**WHAT TO DO**
For the listing below, state how many lines include "errors". The number alone is the answer.

**MATERIALS PROVIDED**
_ _ _ _ _ _ _

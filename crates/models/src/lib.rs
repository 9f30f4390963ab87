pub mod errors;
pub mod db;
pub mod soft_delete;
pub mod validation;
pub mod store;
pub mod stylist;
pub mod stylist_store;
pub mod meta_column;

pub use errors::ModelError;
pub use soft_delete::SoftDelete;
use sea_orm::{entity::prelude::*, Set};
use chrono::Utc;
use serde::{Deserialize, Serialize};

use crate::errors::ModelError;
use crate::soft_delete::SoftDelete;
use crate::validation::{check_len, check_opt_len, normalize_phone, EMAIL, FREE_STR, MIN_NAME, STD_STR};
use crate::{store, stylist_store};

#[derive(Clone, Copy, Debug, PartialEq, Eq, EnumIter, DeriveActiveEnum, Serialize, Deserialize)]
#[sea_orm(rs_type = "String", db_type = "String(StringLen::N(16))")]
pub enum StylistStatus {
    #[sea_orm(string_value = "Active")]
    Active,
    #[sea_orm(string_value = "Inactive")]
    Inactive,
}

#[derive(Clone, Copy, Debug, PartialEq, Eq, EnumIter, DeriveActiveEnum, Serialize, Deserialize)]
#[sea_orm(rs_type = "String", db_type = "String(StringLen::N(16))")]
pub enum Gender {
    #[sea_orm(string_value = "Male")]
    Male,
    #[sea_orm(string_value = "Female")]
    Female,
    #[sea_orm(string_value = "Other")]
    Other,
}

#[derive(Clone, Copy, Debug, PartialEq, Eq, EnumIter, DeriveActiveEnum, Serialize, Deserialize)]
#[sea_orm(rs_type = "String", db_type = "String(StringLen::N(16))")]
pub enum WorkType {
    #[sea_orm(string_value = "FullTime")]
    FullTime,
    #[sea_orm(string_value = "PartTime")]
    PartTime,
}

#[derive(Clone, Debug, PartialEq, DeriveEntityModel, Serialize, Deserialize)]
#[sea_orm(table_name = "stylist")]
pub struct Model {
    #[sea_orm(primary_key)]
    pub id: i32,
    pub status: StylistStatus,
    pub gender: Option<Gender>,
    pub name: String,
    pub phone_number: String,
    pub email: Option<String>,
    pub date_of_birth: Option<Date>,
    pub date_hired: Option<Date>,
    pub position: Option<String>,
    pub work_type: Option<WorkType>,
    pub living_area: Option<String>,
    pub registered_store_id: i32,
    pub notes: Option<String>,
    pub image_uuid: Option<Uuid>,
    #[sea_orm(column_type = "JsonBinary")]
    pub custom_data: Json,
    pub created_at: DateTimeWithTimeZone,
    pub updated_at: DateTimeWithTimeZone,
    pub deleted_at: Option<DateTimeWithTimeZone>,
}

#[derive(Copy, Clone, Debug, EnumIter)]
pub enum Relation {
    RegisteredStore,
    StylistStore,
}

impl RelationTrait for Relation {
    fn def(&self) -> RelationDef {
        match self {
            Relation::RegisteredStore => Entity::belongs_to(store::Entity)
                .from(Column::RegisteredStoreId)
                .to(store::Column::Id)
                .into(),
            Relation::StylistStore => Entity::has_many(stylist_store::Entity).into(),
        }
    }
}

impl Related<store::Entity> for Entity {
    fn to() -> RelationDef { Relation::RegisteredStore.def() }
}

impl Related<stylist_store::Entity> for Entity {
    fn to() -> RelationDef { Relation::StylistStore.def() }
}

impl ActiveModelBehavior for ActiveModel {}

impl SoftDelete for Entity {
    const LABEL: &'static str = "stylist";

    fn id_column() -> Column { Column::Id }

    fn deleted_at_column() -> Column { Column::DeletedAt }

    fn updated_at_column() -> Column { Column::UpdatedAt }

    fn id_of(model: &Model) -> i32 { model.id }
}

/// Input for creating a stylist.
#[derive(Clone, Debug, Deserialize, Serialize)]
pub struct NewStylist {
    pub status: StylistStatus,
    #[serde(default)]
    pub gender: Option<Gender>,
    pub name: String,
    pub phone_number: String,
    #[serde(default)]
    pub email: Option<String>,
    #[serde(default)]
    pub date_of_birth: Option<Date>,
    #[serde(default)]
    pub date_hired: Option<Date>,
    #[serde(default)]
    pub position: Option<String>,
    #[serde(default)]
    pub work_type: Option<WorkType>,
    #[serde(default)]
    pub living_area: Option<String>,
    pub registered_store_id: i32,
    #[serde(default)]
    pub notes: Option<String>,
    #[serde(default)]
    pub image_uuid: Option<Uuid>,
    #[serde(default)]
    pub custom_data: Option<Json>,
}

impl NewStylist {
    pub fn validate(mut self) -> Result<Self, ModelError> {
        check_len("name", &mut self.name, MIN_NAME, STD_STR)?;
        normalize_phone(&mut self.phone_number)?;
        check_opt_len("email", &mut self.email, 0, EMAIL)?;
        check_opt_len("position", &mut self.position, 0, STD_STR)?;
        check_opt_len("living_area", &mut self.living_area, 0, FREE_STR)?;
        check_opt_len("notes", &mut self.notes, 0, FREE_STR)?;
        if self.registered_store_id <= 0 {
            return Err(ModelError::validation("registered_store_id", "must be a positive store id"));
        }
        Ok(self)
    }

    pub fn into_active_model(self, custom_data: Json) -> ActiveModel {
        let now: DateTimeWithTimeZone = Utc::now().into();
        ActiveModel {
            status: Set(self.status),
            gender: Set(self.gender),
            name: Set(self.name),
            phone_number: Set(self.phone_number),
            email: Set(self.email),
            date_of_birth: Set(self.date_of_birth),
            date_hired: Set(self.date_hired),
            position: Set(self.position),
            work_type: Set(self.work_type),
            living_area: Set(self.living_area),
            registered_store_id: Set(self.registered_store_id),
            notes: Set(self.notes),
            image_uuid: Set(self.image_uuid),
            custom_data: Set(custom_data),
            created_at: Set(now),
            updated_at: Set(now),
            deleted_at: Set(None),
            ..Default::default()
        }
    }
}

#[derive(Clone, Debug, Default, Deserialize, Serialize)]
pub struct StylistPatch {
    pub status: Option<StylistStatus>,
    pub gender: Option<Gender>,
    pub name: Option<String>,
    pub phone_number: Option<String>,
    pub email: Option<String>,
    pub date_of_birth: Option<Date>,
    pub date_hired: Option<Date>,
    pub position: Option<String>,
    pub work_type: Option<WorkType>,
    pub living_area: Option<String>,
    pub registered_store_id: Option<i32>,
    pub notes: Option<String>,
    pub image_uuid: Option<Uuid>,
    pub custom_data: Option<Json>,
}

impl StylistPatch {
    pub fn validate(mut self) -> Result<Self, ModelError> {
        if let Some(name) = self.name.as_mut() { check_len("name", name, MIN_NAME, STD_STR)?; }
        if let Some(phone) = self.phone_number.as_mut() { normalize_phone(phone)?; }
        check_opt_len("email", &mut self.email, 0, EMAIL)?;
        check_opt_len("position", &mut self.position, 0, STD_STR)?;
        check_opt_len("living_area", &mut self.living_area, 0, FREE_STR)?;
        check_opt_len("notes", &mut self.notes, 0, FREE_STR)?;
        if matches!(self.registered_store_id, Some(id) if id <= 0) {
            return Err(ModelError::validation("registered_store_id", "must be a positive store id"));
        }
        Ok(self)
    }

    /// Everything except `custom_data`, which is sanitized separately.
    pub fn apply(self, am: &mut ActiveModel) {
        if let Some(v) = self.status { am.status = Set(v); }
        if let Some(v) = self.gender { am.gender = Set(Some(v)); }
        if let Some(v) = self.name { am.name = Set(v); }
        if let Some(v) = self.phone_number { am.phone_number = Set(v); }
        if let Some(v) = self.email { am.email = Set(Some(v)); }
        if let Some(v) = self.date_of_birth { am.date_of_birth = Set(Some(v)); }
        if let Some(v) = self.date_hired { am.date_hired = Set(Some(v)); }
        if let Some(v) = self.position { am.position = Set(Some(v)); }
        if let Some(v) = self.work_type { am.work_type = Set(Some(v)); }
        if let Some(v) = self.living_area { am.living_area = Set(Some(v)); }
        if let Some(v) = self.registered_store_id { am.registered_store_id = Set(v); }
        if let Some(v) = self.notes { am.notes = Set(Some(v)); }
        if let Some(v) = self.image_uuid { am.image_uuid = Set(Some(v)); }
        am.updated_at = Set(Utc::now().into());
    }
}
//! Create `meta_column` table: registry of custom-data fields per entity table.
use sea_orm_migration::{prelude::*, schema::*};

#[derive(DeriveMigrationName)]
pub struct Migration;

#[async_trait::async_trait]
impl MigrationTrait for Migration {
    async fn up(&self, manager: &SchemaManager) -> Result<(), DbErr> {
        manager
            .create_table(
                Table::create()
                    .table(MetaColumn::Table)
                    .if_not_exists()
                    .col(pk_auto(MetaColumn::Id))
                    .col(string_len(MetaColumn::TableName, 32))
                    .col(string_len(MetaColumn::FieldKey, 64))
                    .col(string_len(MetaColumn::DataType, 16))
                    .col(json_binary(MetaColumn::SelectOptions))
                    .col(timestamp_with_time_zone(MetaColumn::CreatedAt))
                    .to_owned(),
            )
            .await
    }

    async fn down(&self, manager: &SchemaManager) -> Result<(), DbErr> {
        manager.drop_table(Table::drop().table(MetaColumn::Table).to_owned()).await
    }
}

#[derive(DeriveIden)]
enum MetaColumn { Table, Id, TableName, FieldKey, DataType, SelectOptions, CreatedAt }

_ _ _ _ _ _ _

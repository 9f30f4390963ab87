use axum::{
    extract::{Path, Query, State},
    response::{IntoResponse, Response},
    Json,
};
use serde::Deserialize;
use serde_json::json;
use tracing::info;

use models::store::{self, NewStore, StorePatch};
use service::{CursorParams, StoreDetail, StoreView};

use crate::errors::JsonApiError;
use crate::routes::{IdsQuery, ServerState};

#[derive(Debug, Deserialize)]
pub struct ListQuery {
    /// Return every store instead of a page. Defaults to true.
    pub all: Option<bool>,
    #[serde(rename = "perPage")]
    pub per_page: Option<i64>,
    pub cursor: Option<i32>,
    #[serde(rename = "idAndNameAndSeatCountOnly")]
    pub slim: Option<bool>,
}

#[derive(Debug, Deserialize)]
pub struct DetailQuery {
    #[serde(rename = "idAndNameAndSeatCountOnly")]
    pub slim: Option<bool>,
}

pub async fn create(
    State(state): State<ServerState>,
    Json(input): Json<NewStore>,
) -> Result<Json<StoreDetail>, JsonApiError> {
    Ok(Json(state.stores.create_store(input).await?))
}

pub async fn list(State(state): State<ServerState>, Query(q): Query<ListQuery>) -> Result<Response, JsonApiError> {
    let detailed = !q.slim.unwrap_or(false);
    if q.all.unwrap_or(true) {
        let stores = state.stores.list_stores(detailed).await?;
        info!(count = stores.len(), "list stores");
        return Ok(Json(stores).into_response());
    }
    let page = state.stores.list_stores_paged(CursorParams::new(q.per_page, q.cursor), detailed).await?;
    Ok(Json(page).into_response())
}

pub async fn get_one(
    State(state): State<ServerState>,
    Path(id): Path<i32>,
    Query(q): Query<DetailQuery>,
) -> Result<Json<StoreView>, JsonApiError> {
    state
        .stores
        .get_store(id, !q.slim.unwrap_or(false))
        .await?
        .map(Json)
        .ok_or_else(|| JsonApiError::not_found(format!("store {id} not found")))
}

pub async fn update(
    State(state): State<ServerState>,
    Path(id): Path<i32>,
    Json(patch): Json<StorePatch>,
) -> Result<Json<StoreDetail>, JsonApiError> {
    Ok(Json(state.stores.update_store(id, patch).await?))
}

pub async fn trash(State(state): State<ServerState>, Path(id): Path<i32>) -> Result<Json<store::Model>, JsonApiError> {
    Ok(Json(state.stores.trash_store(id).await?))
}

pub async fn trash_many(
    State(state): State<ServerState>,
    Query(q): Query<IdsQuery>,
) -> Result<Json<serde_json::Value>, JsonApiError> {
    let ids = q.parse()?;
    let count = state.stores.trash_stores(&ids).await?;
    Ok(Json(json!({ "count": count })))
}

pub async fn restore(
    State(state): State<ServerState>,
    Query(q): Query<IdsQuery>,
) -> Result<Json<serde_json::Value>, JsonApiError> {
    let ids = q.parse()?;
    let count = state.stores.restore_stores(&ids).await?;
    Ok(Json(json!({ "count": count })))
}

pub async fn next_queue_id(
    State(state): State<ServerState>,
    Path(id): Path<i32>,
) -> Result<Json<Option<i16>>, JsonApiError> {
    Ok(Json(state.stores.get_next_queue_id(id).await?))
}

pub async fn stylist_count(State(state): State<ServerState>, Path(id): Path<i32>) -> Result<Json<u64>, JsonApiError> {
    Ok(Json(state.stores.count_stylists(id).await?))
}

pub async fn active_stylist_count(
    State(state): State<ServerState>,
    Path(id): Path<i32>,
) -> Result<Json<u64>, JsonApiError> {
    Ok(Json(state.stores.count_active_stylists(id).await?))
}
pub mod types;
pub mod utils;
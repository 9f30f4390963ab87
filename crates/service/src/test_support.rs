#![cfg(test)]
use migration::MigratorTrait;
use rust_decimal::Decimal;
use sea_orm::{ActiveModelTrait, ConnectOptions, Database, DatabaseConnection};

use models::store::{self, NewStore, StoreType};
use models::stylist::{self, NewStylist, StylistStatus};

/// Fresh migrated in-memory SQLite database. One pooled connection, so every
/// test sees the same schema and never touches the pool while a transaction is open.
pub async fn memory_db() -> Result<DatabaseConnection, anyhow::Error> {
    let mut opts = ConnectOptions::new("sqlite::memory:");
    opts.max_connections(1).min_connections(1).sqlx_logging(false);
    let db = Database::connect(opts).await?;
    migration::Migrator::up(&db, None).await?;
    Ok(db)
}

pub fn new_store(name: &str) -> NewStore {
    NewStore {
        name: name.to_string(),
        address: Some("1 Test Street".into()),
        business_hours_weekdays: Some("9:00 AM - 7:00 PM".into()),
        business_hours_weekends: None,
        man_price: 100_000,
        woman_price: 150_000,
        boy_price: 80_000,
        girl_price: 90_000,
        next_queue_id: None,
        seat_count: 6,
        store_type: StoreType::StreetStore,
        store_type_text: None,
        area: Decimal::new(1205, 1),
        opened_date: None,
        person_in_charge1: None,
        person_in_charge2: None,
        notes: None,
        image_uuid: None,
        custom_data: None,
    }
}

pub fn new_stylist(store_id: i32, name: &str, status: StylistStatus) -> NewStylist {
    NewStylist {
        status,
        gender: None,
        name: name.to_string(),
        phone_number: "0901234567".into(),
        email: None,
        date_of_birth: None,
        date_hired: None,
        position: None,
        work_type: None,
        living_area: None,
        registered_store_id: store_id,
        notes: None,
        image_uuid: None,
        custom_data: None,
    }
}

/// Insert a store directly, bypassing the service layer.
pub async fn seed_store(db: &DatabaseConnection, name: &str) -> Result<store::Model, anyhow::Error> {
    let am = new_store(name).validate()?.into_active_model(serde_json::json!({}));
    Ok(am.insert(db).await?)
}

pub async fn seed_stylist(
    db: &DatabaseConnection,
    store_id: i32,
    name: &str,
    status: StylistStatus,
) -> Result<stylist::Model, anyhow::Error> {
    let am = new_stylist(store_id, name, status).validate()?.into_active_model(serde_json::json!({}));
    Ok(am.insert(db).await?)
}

_ _ _ _ _ _ _

**SOLVED PROBLEM**
4